[Data items]
>>>>

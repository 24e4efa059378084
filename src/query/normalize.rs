//! Attribute Normalizer.
//!
//! Three classification signals live on separate nodes around the main
//! building. They are collected here and laid over its raw properties as
//! `buildingClass`, `buildingType` and `structuralSystem`.

use tracing::debug;

use crate::model::{Direction, Node, PropertyMap, Value};
use crate::storage::StorageBackend;
use crate::Result;
use super::schema;

pub const BUILDING_CLASS_PREFIX: &str = "buildingClass";
pub const STRUCTURAL_SYSTEM_TYPE: &str = "structural_system";

pub const KEY_BUILDING_CLASS: &str = "buildingClass";
pub const KEY_BUILDING_TYPE: &str = "buildingType";
pub const KEY_STRUCTURAL_SYSTEM: &str = "structuralSystem";

/// Classification signals of one main building. Each is the first
/// candidate met in edge order.
#[derive(Debug, Clone, Default, PartialEq, Eq)]
pub struct Classification {
    /// Name of a `dicv_Property` starting with `buildingClass`.
    pub building_class: Option<String>,
    /// Name of the linked `dice_Role`.
    pub role: Option<String>,
    /// Name of the linked `structural_system` Category.
    pub structural_system: Option<String>,
}

impl Classification {
    /// Overlay onto `props`. Existing keys are overwritten, nothing is removed.
    pub fn apply(&self, props: &mut PropertyMap) {
        if let Some(class) = self.building_class.as_deref().and_then(building_class_value) {
            props.insert(KEY_BUILDING_CLASS.into(), class);
        }
        if let Some(role) = non_empty(self.role.as_deref()) {
            props.insert(KEY_BUILDING_TYPE.into(), Value::from(role));
        }
        if let Some(system) = non_empty(self.structural_system.as_deref()) {
            props.insert(KEY_STRUCTURAL_SYSTEM.into(), Value::from(system));
        }
    }
}

/// Role and structural-system names go in as stored; only `""` is skipped.
fn non_empty(s: Option<&str>) -> Option<&str> {
    s.filter(|s| !s.is_empty())
}

/// `buildingClass3` → `3`; any other `buildingClass…` name → the trimmed
/// name as a string. Names without the prefix yield `None`.
pub fn building_class_value(raw: &str) -> Option<Value> {
    let name = raw.trim();
    let tail = name.strip_prefix(BUILDING_CLASS_PREFIX)?.trim();
    let numeric = !tail.is_empty() && tail.bytes().all(|b| b.is_ascii_digit());
    Some(
        numeric
            .then(|| tail.parse::<i64>().ok())
            .flatten()
            .map(Value::Int)
            .unwrap_or_else(|| Value::from(name)),
    )
}

/// First distinct string among `values`, skipping nulls and non-strings.
fn first_name<'a>(mut values: impl Iterator<Item = Option<&'a Value>>) -> Option<String> {
    values.find_map(|v| v.and_then(Value::as_str)).map(str::to_owned)
}

/// Collect the classification signals around `main`.
pub async fn classify<B: StorageBackend>(
    backend: &B,
    tx: &B::Tx,
    main: &Node,
) -> Result<Classification> {
    let properties = backend
        .neighbors(tx, main.id, Direction::Outgoing, &[schema::HAS_PROPERTY], Some(schema::CLASS_PROPERTY))
        .await?;
    let building_class = first_name(
        properties
            .iter()
            .map(|p| p.get(schema::NAME))
            .filter(|v| v.and_then(Value::as_str).is_some_and(|s| s.starts_with(BUILDING_CLASS_PREFIX))),
    );

    let roles = backend
        .neighbors(tx, main.id, Direction::Outgoing, &[schema::HAS_ROLE], Some(schema::ROLE))
        .await?;
    let role = first_name(roles.iter().map(|r| r.get(schema::NAME)));

    let categories = backend
        .neighbors(tx, main.id, Direction::Outgoing, &[schema::IS_CLASSIFIED_BY], Some(schema::CATEGORY))
        .await?;
    let structural_system = first_name(
        categories
            .iter()
            .filter(|c| c.get("Type").and_then(Value::as_str) == Some(STRUCTURAL_SYSTEM_TYPE))
            .map(|c| c.get(schema::NAME)),
    );

    let classification = Classification { building_class, role, structural_system };
    debug!(main = %main.id, ?classification, "classified main building");
    Ok(classification)
}
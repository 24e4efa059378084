//! Universal value type for node and relationship properties.

use std::fmt;

use chrono::{DateTime, NaiveDate, Utc};
use serde::{Deserialize, Serialize};

/// Property value as stored in the graph.
///
/// A closed variant over the scalar types the building data uses, plus
/// lists and the two temporal types planning documents carry. Serializes
/// as plain JSON (no type tags), so a `PropertyMap` can be returned to a
/// client verbatim.
#[derive(Debug, Clone, PartialEq, Serialize, Deserialize)]
#[serde(untagged)]
pub enum Value {
    Null,
    Bool(bool),
    Int(i64),
    Float(f64),
    String(String),
    List(Vec<Value>),
    Date(NaiveDate),
    DateTime(DateTime<Utc>),
}

// ============================================================================
// Type checking
// ============================================================================

impl Value {
    pub fn is_null(&self) -> bool { matches!(self, Value::Null) }
    pub fn is_numeric(&self) -> bool { matches!(self, Value::Int(_) | Value::Float(_)) }

    /// Attempt to extract as f64
    pub fn as_float(&self) -> Option<f64> {
        match self {
            Value::Float(f) => Some(*f),
            Value::Int(i) => Some(*i as f64),
            _ => None,
        }
    }

    /// Attempt to extract as &str
    pub fn as_str(&self) -> Option<&str> {
        match self {
            Value::String(s) => Some(s),
            _ => None,
        }
    }

    /// Render as a display label: strings verbatim, other non-null
    /// values in their textual form, null as `None`.
    pub fn as_label(&self) -> Option<String> {
        match self {
            Value::Null => None,
            Value::String(s) => Some(s.clone()),
            other => Some(other.to_string()),
        }
    }

    /// Numeric addition. Integer + integer stays integral unless it
    /// overflows; any float operand promotes the result to float.
    /// Returns `None` when either side is not numeric.
    pub fn add_numeric(&self, other: &Value) -> Option<Value> {
        match (self, other) {
            (Value::Int(a), Value::Int(b)) => Some(
                a.checked_add(*b)
                    .map(Value::Int)
                    .unwrap_or(Value::Float(*a as f64 + *b as f64)),
            ),
            (a, b) => Some(Value::Float(a.as_float()? + b.as_float()?)),
        }
    }
}

// ============================================================================
// Conversions (From impls)
// ============================================================================

impl From<bool> for Value { fn from(v: bool) -> Self { Value::Bool(v) } }
impl From<i32> for Value { fn from(v: i32) -> Self { Value::Int(v as i64) } }
impl From<i64> for Value { fn from(v: i64) -> Self { Value::Int(v) } }
impl From<f64> for Value { fn from(v: f64) -> Self { Value::Float(v) } }
impl From<String> for Value { fn from(v: String) -> Self { Value::String(v) } }
impl From<&str> for Value { fn from(v: &str) -> Self { Value::String(v.to_owned()) } }
impl From<NaiveDate> for Value { fn from(v: NaiveDate) -> Self { Value::Date(v) } }
impl From<DateTime<Utc>> for Value { fn from(v: DateTime<Utc>) -> Self { Value::DateTime(v) } }
impl<T: Into<Value>> From<Vec<T>> for Value {
    fn from(v: Vec<T>) -> Self { Value::List(v.into_iter().map(Into::into).collect()) }
}
impl<T: Into<Value>> From<Option<T>> for Value {
    fn from(v: Option<T>) -> Self { v.map(Into::into).unwrap_or(Value::Null) }
}

// ============================================================================
// Display
// ============================================================================

impl fmt::Display for Value {
    fn fmt(&self, f: &mut fmt::Formatter<'_>) -> fmt::Result {
        match self {
            Value::Null => write!(f, "null"),
            Value::Bool(b) => write!(f, "{b}"),
            Value::Int(i) => write!(f, "{i}"),
            Value::Float(v) => write!(f, "{v}"),
            Value::String(s) => write!(f, "\"{}\"", s.replace('"', "\\\"")),
            Value::List(l) => {
                write!(f, "[")?;
                for (i, v) in l.iter().enumerate() {
                    if i > 0 { write!(f, ", ")?; }
                    write!(f, "{v}")?;
                }
                write!(f, "]")
            }
            Value::Date(d) => write!(f, "{d}"),
            Value::DateTime(dt) => write!(f, "{}", dt.to_rfc3339()),
        }
    }
}

// ============================================================================
// Comparison (Cypher ordering rules)
// ============================================================================

impl Value {
    /// Cypher-style comparison. Returns None for incompatible types (like SQL NULL behavior).
    pub fn cypher_cmp(&self, other: &Value) -> Option<std::cmp::Ordering> {
        match (self, other) {
            (Value::Null, _) | (_, Value::Null) => None,
            (Value::Bool(a), Value::Bool(b)) => a.partial_cmp(b),
            (Value::Int(a), Value::Int(b)) => a.partial_cmp(b),
            (Value::Float(a), Value::Float(b)) => a.partial_cmp(b),
            (Value::Int(a), Value::Float(b)) => (*a as f64).partial_cmp(b),
            (Value::Float(a), Value::Int(b)) => a.partial_cmp(&(*b as f64)),
            (Value::String(a), Value::String(b)) => a.partial_cmp(b),
            (Value::Date(a), Value::Date(b)) => a.partial_cmp(b),
            (Value::DateTime(a), Value::DateTime(b)) => a.partial_cmp(b),
            _ => None,
        }
    }
}

#[cfg(test)]
mod tests {
    use super::*;
    use std::cmp::Ordering;

    #[test]
    fn test_value_from() {
        assert_eq!(Value::from("hello"), Value::String("hello".into()));
        assert_eq!(Value::from(42), Value::Int(42));
        assert_eq!(Value::from(2.5), Value::Float(2.5));
        assert_eq!(Value::from(None::<i64>), Value::Null);
    }

    #[test]
    fn test_serializes_without_tags() {
        let json = serde_json::to_string(&Value::List(vec![
            Value::Int(3),
            Value::Float(1.5),
            Value::from("x"),
            Value::Null,
        ]))
        .unwrap();
        assert_eq!(json, r#"[3,1.5,"x",null]"#);

        let date = NaiveDate::from_ymd_opt(2024, 5, 1).unwrap();
        assert_eq!(serde_json::to_string(&Value::Date(date)).unwrap(), r#""2024-05-01""#);
    }

    #[test]
    fn test_labels() {
        assert_eq!(Value::from("Wall").as_label(), Some("Wall".into()));
        assert_eq!(Value::Int(17).as_label(), Some("17".into()));
        assert_eq!(Value::Null.as_label(), None);
    }

    #[test]
    fn test_add_numeric() {
        assert_eq!(Value::Int(5).add_numeric(&Value::Int(3)), Some(Value::Int(8)));
        assert_eq!(Value::Int(1).add_numeric(&Value::Float(0.5)), Some(Value::Float(1.5)));
        assert_eq!(
            Value::Int(i64::MAX).add_numeric(&Value::Int(1)),
            Some(Value::Float(i64::MAX as f64 + 1.0))
        );
        assert_eq!(Value::from("5").add_numeric(&Value::Int(1)), None);
    }

    #[test]
    fn test_comparison() {
        assert_eq!(Value::Null.cypher_cmp(&Value::Null), None);
        assert_eq!(Value::Int(1).cypher_cmp(&Value::Float(1.5)), Some(Ordering::Less));
        assert_eq!(Value::Int(1).cypher_cmp(&Value::from("1")), None);
    }
}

<<<<

● TASK ITEM: Look above for the line holding "let name = raw.trim();". Print it and every line after it, exactly, through the line holding "let properties = backend".

● TASK OUTPUT:
    let name = raw.trim();
    let tail = name.strip_prefix(BUILDING_CLASS_PREFIX)?.trim();
    let numeric = !tail.is_empty() && tail.bytes().all(|b| b.is_ascii_digit());
    Some(
        numeric
            .then(|| tail.parse::<i64>().ok())
            .flatten()
            .map(Value::Int)
            .unwrap_or_else(|| Value::from(name)),
    )
}

/// First distinct string among `values`, skipping nulls and non-strings.
fn first_name<'a>(mut values: impl Iterator<Item = Option<&'a Value>>) -> Option<String> {
    values.find_map(|v| v.and_then(Value::as_str)).map(str::to_owned)
}

/// Collect the classification signals around `main`.
pub async fn classify<B: StorageBackend>(
    backend: &B,
    tx: &B::Tx,
    main: &Node,
) -> Result<Classification> {
    let properties = backend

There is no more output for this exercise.